(Recorded data)
=== Section Start ===
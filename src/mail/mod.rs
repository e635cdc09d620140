//! Outbound mail.
//!
//! Password reset links are delivered through a [`Mailer`]. With `SMTP_HOST`
//! configured the [`smtp::SmtpMailer`] sends real mail; otherwise the
//! [`LogMailer`] only records the delivery in the log. Tokens are masked in
//! every log line.

pub mod smtp;

use std::sync::Arc;

use async_trait::async_trait;
use chrono::{DateTime, Utc};
use thiserror::Error;

use crate::config::AppConfig;
pub use smtp::{SmtpMailer, SmtpSettings};

#[derive(Debug, Error)]
#[error("mail delivery failed: {0}")]
pub struct MailError(pub String);

#[async_trait]
pub trait Mailer: Send + Sync {
    /// Deliver a password reset token to `to`. `link` is present when a
    /// reset link base is configured.
    async fn send_password_reset(
        &self,
        to: &str,
        token: &str,
        link: Option<&str>,
        expires_at: DateTime<Utc>,
    ) -> Result<(), MailError>;
}

/// Mailer that writes a log line per delivery.
#[derive(Debug, Clone, Default)]
pub struct LogMailer;

#[async_trait]
impl Mailer for LogMailer {
    async fn send_password_reset(
        &self,
        to: &str,
        token: &str,
        link: Option<&str>,
        expires_at: DateTime<Utc>,
    ) -> Result<(), MailError> {
        tracing::warn!(
            to = %to,
            token = %mask_token(token),
            has_link = link.is_some(),
            expires_at = %expires_at.to_rfc3339(),
            "password reset delivery"
        );
        Ok(())
    }
}

/// Pick the mailer for this configuration.
pub fn mailer_from_config(config: &AppConfig) -> Result<Arc<dyn Mailer>, MailError> {
    match SmtpSettings::from_config(config) {
        Some(settings) => Ok(Arc::new(SmtpMailer::new(&settings)?)),
        None => {
            tracing::info!("SMTP_HOST not set; password reset mail is written to the log");
            Ok(Arc::new(LogMailer))
        }
    }
}

/// First six and last four characters; short tokens are fully starred.
pub(crate) fn mask_token(token: &str) -> String {
    let chars: Vec<char> = token.trim().chars().collect();
    if chars.len() <= 10 {
        return "*".repeat(chars.len());
    }
    let head: String = chars[..6].iter().collect();
    let tail: String = chars[chars.len() - 4..].iter().collect();
    format!("{head}...{tail}")
}

/// Build the reset link for `token` from an optional base URL.
pub fn reset_link(base: Option<&str>, token: &str) -> Option<String> {
    let base = base.map(str::trim).filter(|b| !b.is_empty())?;
    let mut url = url::Url::parse(base).ok()?;
    url.query_pairs_mut().append_pair("token", token);
    Some(url.to_string())
}
//! # API Handlers
//!
//! This module contains all the HTTP endpoint handlers for the detecktiv API.

pub mod admin;
pub mod auth;
pub mod companies;
pub mod companies_house;
pub mod health;
pub mod metrics;
pub mod password;
pub mod snapshot;
pub mod tenants;
pub mod types;
pub mod users;

use crate::error::{ApiError, bad_request};
use crate::models::ServiceInfo;
use axum::response::Json;
use serde::de::DeserializeOwned;

/// Root handler that returns basic service information
#[utoipa::path(
    get,
    path = "/",
    responses(
        (status = 200, description = "Service information", body = ServiceInfo)
    ),
    tag = "health"
)]
pub async fn root() -> Json<ServiceInfo> {
    Json(ServiceInfo::default())
}

/// Largest row offset a query may carry; the database binds offsets as `i64`.
pub(crate) const MAX_OFFSET: u64 = i64::MAX as u64;

/// Row offset of page `index` (zero-based), or 400 when it does not fit.
pub(crate) fn page_offset(index: u64, page_size: u64) -> Result<u64, ApiError> {
    index
        .checked_mul(page_size)
        .filter(|offset| *offset <= MAX_OFFSET)
        .ok_or_else(|| bad_request("page out of range"))
}

/// Parse an optional JSON body; an empty body yields `T::default()`.
pub(crate) fn optional_json<T: DeserializeOwned + Default>(body: &[u8]) -> Result<T, ApiError> {
    if body.iter().all(u8::is_ascii_whitespace) {
        return Ok(T::default());
    }
    serde_json::from_slice(body).map_err(|e| bad_request(&format!("Invalid JSON: {e}")))
}

#[cfg(test)]
mod tests;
=== Section End ===
- _ACTIVITY_:
Every entry above needs to be copied exactly.

- _YOUR SOLUTION_:
filename src/mail/mod.rs
repository e635cdc09d620140
//! Outbound mail.
//!
//! Password reset links are delivered through a [`Mailer`]. With `SMTP_HOST`
//! configured the [`smtp::SmtpMailer`] sends real mail; otherwise the
//! [`LogMailer`] only records the delivery in the log. Tokens are masked in
//! every log line.

pub mod smtp;

use std::sync::Arc;

use async_trait::async_trait;
use chrono::{DateTime, Utc};
use thiserror::Error;

use crate::config::AppConfig;
pub use smtp::{SmtpMailer, SmtpSettings};

#[derive(Debug, Error)]
#[error("mail delivery failed: {0}")]
pub struct MailError(pub String);

#[async_trait]
pub trait Mailer: Send + Sync {
    /// Deliver a password reset token to `to`. `link` is present when a
    /// reset link base is configured.
    async fn send_password_reset(
        &self,
        to: &str,
        token: &str,
        link: Option<&str>,
        expires_at: DateTime<Utc>,
    ) -> Result<(), MailError>;
}

/// Mailer that writes a log line per delivery.
#[derive(Debug, Clone, Default)]
pub struct LogMailer;

#[async_trait]
impl Mailer for LogMailer {
    async fn send_password_reset(
        &self,
        to: &str,
        token: &str,
        link: Option<&str>,
        expires_at: DateTime<Utc>,
    ) -> Result<(), MailError> {
        tracing::warn!(
            to = %to,
            token = %mask_token(token),
            has_link = link.is_some(),
            expires_at = %expires_at.to_rfc3339(),
            "password reset delivery"
        );
        Ok(())
    }
}

/// Pick the mailer for this configuration.
pub fn mailer_from_config(config: &AppConfig) -> Result<Arc<dyn Mailer>, MailError> {
    match SmtpSettings::from_config(config) {
        Some(settings) => Ok(Arc::new(SmtpMailer::new(&settings)?)),
        None => {
            tracing::info!("SMTP_HOST not set; password reset mail is written to the log");
            Ok(Arc::new(LogMailer))
        }
    }
}

/// First six and last four characters; short tokens are fully starred.
pub(crate) fn mask_token(token: &str) -> String {
    let chars: Vec<char> = token.trim().chars().collect();
    if chars.len() <= 10 {
        return "*".repeat(chars.len());
    }
    let head: String = chars[..6].iter().collect();
    let tail: String = chars[chars.len() - 4..].iter().collect();
    format!("{head}...{tail}")
}

/// Build the reset link for `token` from an optional base URL.
pub fn reset_link(base: Option<&str>, token: &str) -> Option<String> {
    let base = base.map(str::trim).filter(|b| !b.is_empty())?;
    let mut url = url::Url::parse(base).ok()?;
    url.query_pairs_mut().append_pair("token", token);
    Some(url.to_string())
}
//! # API Handlers
//!
//! This module contains all the HTTP endpoint handlers for the detecktiv API.

pub mod admin;
pub mod auth;
pub mod companies;
pub mod companies_house;
pub mod health;
pub mod metrics;
pub mod password;
pub mod snapshot;
pub mod tenants;
pub mod types;
pub mod users;

use crate::error::{ApiError, bad_request};
use crate::models::ServiceInfo;
use axum::response::Json;
use serde::de::DeserializeOwned;

/// Root handler that returns basic service information
#[utoipa::path(
    get,
    path = "/",
    responses(
        (status = 200, description = "Service information", body = ServiceInfo)
    ),
    tag = "health"
)]
pub async fn root() -> Json<ServiceInfo> {
    Json(ServiceInfo::default())
}

/// Largest row offset a query may carry; the database binds offsets as `i64`.
pub(crate) const MAX_OFFSET: u64 = i64::MAX as u64;

/// Row offset of page `index` (zero-based), or 400 when it does not fit.
pub(crate) fn page_offset(index: u64, page_size: u64) -> Result<u64, ApiError> {
    index
        .checked_mul(page_size)
        .filter(|offset| *offset <= MAX_OFFSET)
        .ok_or_else(|| bad_request("page out of range"))
}

/// Parse an optional JSON body; an empty body yields `T::default()`.
pub(crate) fn optional_json<T: DeserializeOwned + Default>(body: &[u8]) -> Result<T, ApiError> {
    if body.iter().all(u8::is_ascii_whitespace) {
        return Ok(T::default());
    }
    serde_json::from_slice(body).map_err(|e| bad_request(&format!("Invalid JSON: {e}")))
}

#[cfg(test)]
mod tests;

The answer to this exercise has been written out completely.